Instituto de Medicina Tropical do Rio Grande do Norte, Natal, RN, Brazil; Departamento de Bioquímica, Centro de Biociências, Universidade Federal do Rio Grande do Norte, Natal, RN, Brazil; Institute of Science and Technology of Tropical Diseases, INCT-DT, Brazil.

Published: December 2016

AI Article Synopsis

  • Berardinelli-Seip Congenital Lipodystrophy (BSCL) is a rare genetic condition that causes difficulty in storing fat, resulting in low body fat and high triglycerides, along with fatty liver issues.
  • Patients with BSCL typically show very low levels of serum leptin, but high levels of insulin and HOMA, which are positively linked to bone mineral density (BMD).
  • Despite factors like low vitamin D and physical inactivity, BSCL patients often have normal or high BMD, suggesting that low leptin and high insulin might influence bone health in this condition.

Article Abstract

Berardinelli-Seip Congenital Lipodystrophy (BSCL) is a rare autosomal recessive syndrome characterized by a difficulty storing lipid in adipocytes, low body fat, hypertriglyceridemia, and fat liver.

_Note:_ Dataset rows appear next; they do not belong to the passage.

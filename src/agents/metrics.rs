//! Cumulative routing metrics.
//!
//! In-memory and concurrency-safe. Counters only ever grow; the per-decision
//! history is a bounded rolling window.

use chrono::{DateTime, Utc};
use serde::Serialize;
use std::collections::{HashMap, VecDeque};
use std::sync::Mutex;
use uuid::Uuid;

use super::TokenSavings;

#[derive(Debug, Clone)]
pub struct MetricsConfig {
    /// Dollars saved per 1k tokens not sent.
    pub cost_per_1k_tokens: f64,
    pub history_limit: usize,
}

impl Default for MetricsConfig {
    fn default() -> Self {
        Self {
            cost_per_1k_tokens: 0.003,
            history_limit: 100,
        }
    }
}

/// Immutable record of one routing decision.
#[derive(Debug, Clone, Serialize)]
pub struct RoutingHistoryEntry {
    pub id: Uuid,
    pub timestamp: DateTime<Utc>,
    pub command_path: String,
    pub subagent_name: String,
    pub confidence: f64,
    pub fallback_required: bool,
    pub saved_tokens: u64,
    pub routing_time_ms: f64,
}

#[derive(Debug, Default, Clone)]
struct AgentStats {
    calls: u64,
    total_response_secs: f64,
}

#[derive(Default)]
struct MetricsInner {
    total_routings: u64,
    successful_routings: u64,
    fallbacks_required: u64,
    agent_calls: HashMap<String, u64>,
    total_original_tokens: u64,
    total_subagent_tokens: u64,
    total_saved_tokens: u64,
    savings_percent_sum: f64,
    savings_samples: u64,
    routing_time_sum_ms: f64,
    response_stats: HashMap<String, AgentStats>,
    history: VecDeque<RoutingHistoryEntry>,
}

/// Aggregate snapshot for reporting.
#[derive(Debug, Clone, Serialize)]
pub struct MetricsSummary {
    pub total_routings: u64,
    pub successful_routings: u64,
    pub fallbacks_required: u64,
    pub agent_calls: HashMap<String, u64>,
    pub total_original_tokens: u64,
    pub total_subagent_tokens: u64,
    pub total_saved_tokens: u64,
    pub avg_savings_percent: f64,
    pub estimated_cost_saved: f64,
    pub avg_routing_time_ms: f64,
    pub agent_avg_response_secs: HashMap<String, f64>,
    pub history_len: usize,
}

pub struct RoutingMetrics {
    config: MetricsConfig,
    inner: Mutex<MetricsInner>,
}

impl RoutingMetrics {
    pub fn new(config: MetricsConfig) -> Self {
        Self {
            config,
            inner: Mutex::new(MetricsInner::default()),
        }
    }

    /// Record a decision that selected a specialized agent.
    pub fn record_success(
        &self,
        command_path: &str,
        subagent_name: &str,
        confidence: f64,
        savings: &TokenSavings,
        routing_time_ms: f64,
    ) {
        let mut inner = self.inner.lock().expect("metrics mutex poisoned");
        inner.total_routings += 1;
        inner.successful_routings += 1;
        *inner
            .agent_calls
            .entry(subagent_name.to_string())
            .or_insert(0) += 1;
        inner.total_original_tokens += savings.original_tokens;
        inner.total_subagent_tokens += savings.subagent_tokens;
        inner.total_saved_tokens += savings.saved_tokens;
        inner.savings_percent_sum += savings.savings_percent;
        inner.savings_samples += 1;
        inner.routing_time_sum_ms += routing_time_ms;
        let entry = RoutingHistoryEntry {
            id: Uuid::new_v4(),
            timestamp: Utc::now(),
            command_path: command_path.to_string(),
            subagent_name: subagent_name.to_string(),
            confidence,
            fallback_required: false,
            saved_tokens: savings.saved_tokens,
            routing_time_ms,
        };
        push_history(&mut inner, entry, self.config.history_limit);
    }

    /// Record a decision that fell back to the main agent.
    pub fn record_fallback(&self, command_path: &str, confidence: f64, routing_time_ms: f64) {
        let mut inner = self.inner.lock().expect("metrics mutex poisoned");
        inner.total_routings += 1;
        inner.fallbacks_required += 1;
        *inner
            .agent_calls
            .entry(super::MAIN_AGENT.to_string())
            .or_insert(0) += 1;
        inner.routing_time_sum_ms += routing_time_ms;
        let entry = RoutingHistoryEntry {
            id: Uuid::new_v4(),
            timestamp: Utc::now(),
            command_path: command_path.to_string(),
            subagent_name: super::MAIN_AGENT.to_string(),
            confidence,
            fallback_required: true,
            saved_tokens: 0,
            routing_time_ms,
        };
        push_history(&mut inner, entry, self.config.history_limit);
    }

    /// Record an execution's wall-clock time against the agent that ran.
    pub fn record_execution(&self, agent: &str, duration_secs: f64) {
        let mut inner = self.inner.lock().expect("metrics mutex poisoned");
        let stats = inner.response_stats.entry(agent.to_string()).or_default();
        stats.calls += 1;
        stats.total_response_secs += duration_secs;
    }

    pub fn fallbacks_required(&self) -> u64 {
        self.inner.lock().expect("metrics mutex poisoned").fallbacks_required
    }

    pub fn total_routings(&self) -> u64 {
        self.inner.lock().expect("metrics mutex poisoned").total_routings
    }

    pub fn history(&self) -> Vec<RoutingHistoryEntry> {
        let inner = self.inner.lock().expect("metrics mutex poisoned");
        inner.history.iter().cloned().collect()
    }

    pub fn summary(&self) -> MetricsSummary {
        let inner = self.inner.lock().expect("metrics mutex poisoned");
        let avg_savings_percent = if inner.savings_samples > 0 {
            inner.savings_percent_sum / inner.savings_samples as f64
        } else {
            0.0
        };
        let avg_routing_time_ms = if inner.total_routings > 0 {
            inner.routing_time_sum_ms / inner.total_routings as f64
        } else {
            0.0
        };
        let agent_avg_response_secs = inner
            .response_stats
            .iter()
            .map(|(name, stats)| {
                let avg = if stats.calls > 0 {
                    stats.total_response_secs / stats.calls as f64
                } else {
                    0.0
                };
                (name.clone(), avg)
            })
            .collect();

        MetricsSummary {
            total_routings: inner.total_routings,
            successful_routings: inner.successful_routings,
            fallbacks_required: inner.fallbacks_required,
            agent_calls: inner.agent_calls.clone(),
            total_original_tokens: inner.total_original_tokens,
            total_subagent_tokens: inner.total_subagent_tokens,
            total_saved_tokens: inner.total_saved_tokens,
            avg_savings_percent,
            estimated_cost_saved: inner.total_saved_tokens as f64 / 1000.0
                * self.config.cost_per_1k_tokens,
            avg_routing_time_ms,
            agent_avg_response_secs,
            history_len: inner.history.len(),
        }
    }

    /// Pretty JSON export. Never fails toward the caller; serialization
    /// problems yield an empty object.
    pub fn export_json(&self) -> String {
        serde_json::to_string_pretty(&self.summary()).unwrap_or_else(|e| {
            tracing::warn!("Metrics export failed: {}", e);
            "{}".to_string()
        })
    }

    /// Plain-text report for the CLI collaborator to print.
    pub fn report(&self) -> String {
        let summary = self.summary();
        let mut out = String::new();
        out.push_str("Routing metrics\n");
        out.push_str(&format!(
            "  routings: {} total, {} to subagents, {} fallbacks\n",
            summary.total_routings, summary.successful_routings, summary.fallbacks_required
        ));
        out.push_str(&format!(
            "  tokens: {} saved of {} ({:.1}% avg)\n",
            summary.total_saved_tokens, summary.total_original_tokens, summary.avg_savings_percent
        ));
        out.push_str(&format!(
            "  estimated cost saved: ${:.4}\n",
            summary.estimated_cost_saved
        ));
        out.push_str(&format!(
            "  avg routing time: {:.2} ms\n",
            summary.avg_routing_time_ms
        ));

        let mut agents: Vec<(&String, &u64)> = summary.agent_calls.iter().collect();
        agents.sort_by(|a, b| a.0.cmp(b.0));
        for (agent, calls) in agents {
            let avg = summary
                .agent_avg_response_secs
                .get(agent)
                .copied()
                .unwrap_or(0.0);
            out.push_str(&format!(
                "  {}: {} calls, {:.1}s avg response\n",
                agent, calls, avg
            ));
        }
        out
    }
}

impl Default for RoutingMetrics {
    fn default() -> Self {
        Self::new(MetricsConfig::default())
    }
}

fn push_history(inner: &mut MetricsInner, entry: RoutingHistoryEntry, limit: usize) {
    inner.history.push_back(entry);
    while inner.history.len() > limit {
        inner.history.pop_front();
    }
}

#[cfg(test)]
mod tests {
    use super::*;

    fn savings() -> TokenSavings {
        TokenSavings::compute(80_000, 25_000)
    }

    #[test]
    fn totals_stay_consistent() {
        let metrics = RoutingMetrics::default();
        metrics.record_success("templates/prd.md", "template-writer", 0.8, &savings(), 1.0);
        metrics.record_fallback("misc/unknown.md", 0.0, 0.5);
        metrics.record_success("templates/prd.md", "template-writer", 0.9, &savings(), 2.0);

        let summary = metrics.summary();
        assert_eq!(summary.total_routings, 3);
        assert_eq!(
            summary.total_routings,
            summary.successful_routings + summary.fallbacks_required
        );
        assert_eq!(summary.agent_calls["template-writer"], 2);
        assert_eq!(summary.agent_calls["main"], 1);
    }

    #[test]
    fn cost_saved_uses_configured_rate() {
        let metrics = RoutingMetrics::new(MetricsConfig {
            cost_per_1k_tokens: 0.003,
            history_limit: 100,
        });
        metrics.record_success("x", "a", 1.0, &TokenSavings::compute(101_000, 1_000), 1.0);
        let summary = metrics.summary();
        assert_eq!(summary.total_saved_tokens, 100_000);
        assert!((summary.estimated_cost_saved - 0.3).abs() < 1e-9);
    }

    #[test]
    fn history_is_bounded() {
        let metrics = RoutingMetrics::new(MetricsConfig {
            history_limit: 5,
            ..Default::default()
        });
        for i in 0..12 {
            metrics.record_fallback(&format!("cmd/{}.md", i), 0.1, 1.0);
        }
        let history = metrics.history();
        assert_eq!(history.len(), 5);
        assert_eq!(history[0].command_path, "cmd/7.md");
        assert_eq!(history[4].command_path, "cmd/11.md");
    }

    #[test]
    fn averages_compute() {
        let metrics = RoutingMetrics::default();
        metrics.record_success("x", "a", 1.0, &TokenSavings::compute(100, 50), 2.0);
        metrics.record_success("y", "a", 1.0, &TokenSavings::compute(100, 0), 4.0);
        metrics.record_execution("a", 1.0);
        metrics.record_execution("a", 3.0);

        let summary = metrics.summary();
        assert!((summary.avg_savings_percent - 75.0).abs() < 1e-9);
        assert!((summary.avg_routing_time_ms - 3.0).abs() < 1e-9);
        assert!((summary.agent_avg_response_secs["a"] - 2.0).abs() < 1e-9);
    }

    #[test]
    fn export_is_valid_json() {
        let metrics = RoutingMetrics::default();
        metrics.record_fallback("misc/unknown.md", 0.0, 0.5);
        let raw = metrics.export_json();
        let value: serde_json::Value = serde_json::from_str(&raw).unwrap();
        assert_eq!(value["fallbacks_required"], 1);
    }

    #[test]
    fn report_lists_agents_and_totals() {
        let metrics = RoutingMetrics::default();
        metrics.record_success("templates/prd.md", "template-writer", 0.8, &savings(), 1.0);
        metrics.record_fallback("misc/unknown.md", 0.0, 0.5);
        metrics.record_execution("template-writer", 2.0);

        let report = metrics.report();
        assert!(report.contains("routings: 2 total, 1 to subagents, 1 fallbacks"));
        assert!(report.contains("template-writer: 1 calls"));
        assert!(report.contains("main: 1 calls"));
    }

    #[test]
    fn concurrent_recording_is_safe() {
        use std::sync::Arc;
        let metrics = Arc::new(RoutingMetrics::default());
        let mut handles = Vec::new();
        for _ in 0..8 {
            let m = metrics.clone();
            handles.push(std::thread::spawn(move || {
                for _ in 0..50 {
                    m.record_fallback("cmd.md", 0.0, 0.1);
                }
            }));
        }
        for h in handles {
            h.join().unwrap();
        }
        assert_eq!(metrics.total_routings(), 400);
        assert_eq!(metrics.fallbacks_required(), 400);
    }
}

The serum leptin is usually very low, and serum insulin, as well as HOMA (homeostasis model assessment), is very high and correlated positively with bone mineral density (BMD). Despite deficiency/insufficiency of vitamin D, low body mass index, low daily calcium intake, physical inactivity, and menarche at a later age, BSCL patients usually have normal or even high BMD. We hypothesize that low leptin and high insulin may play a role in this outcome. Understanding the potential pathophysiological mechanism of these bone abnormalities will help to clarify the effects of extreme insulin resistance in the bone.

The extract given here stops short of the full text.